Exercise ::
Each record below needs to be copied out exactly as it stands.

BEGIN

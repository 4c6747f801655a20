// src/db/user_repo.rs

use sqlx::PgPool;

use crate::{common::error::AppError, models::auth::User};

// Consultas de usuário que não cabem no CRUD genérico
#[derive(Clone)]
pub struct UserRepository {
    pool: PgPool,
}

impl UserRepository {
    pub fn new(pool: PgPool) -> Self {
        Self { pool }
    }

    // Busca um usuário pelo seu e-mail (login)
    pub async fn find_by_email(&self, email: &str) -> Result<Option<User>, AppError> {
        let maybe_user = sqlx::query_as::<_, User>("SELECT * FROM users WHERE email = $1")
            .bind(email)
            .fetch_optional(&self.pool)
            .await?;
        Ok(maybe_user)
    }
}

END

Finished exercise ::
repository 4c6747f801655a20
// src/db/user_repo.rs

use sqlx::PgPool;

use crate::{common::error::AppError, models::auth::User};

// Consultas de usuário que não cabem no CRUD genérico
#[derive(Clone)]
pub struct UserRepository {
    pool: PgPool,
}

impl UserRepository {
    pub fn new(pool: PgPool) -> Self {
        Self { pool }
    }

    // Busca um usuário pelo seu e-mail (login)
    pub async fn find_by_email(&self, email: &str) -> Result<Option<User>, AppError> {
        let maybe_user = sqlx::query_as::<_, User>("SELECT * FROM users WHERE email = $1")
            .bind(email)
            .fetch_optional(&self.pool)
            .await?;
        Ok(maybe_user)
    }
}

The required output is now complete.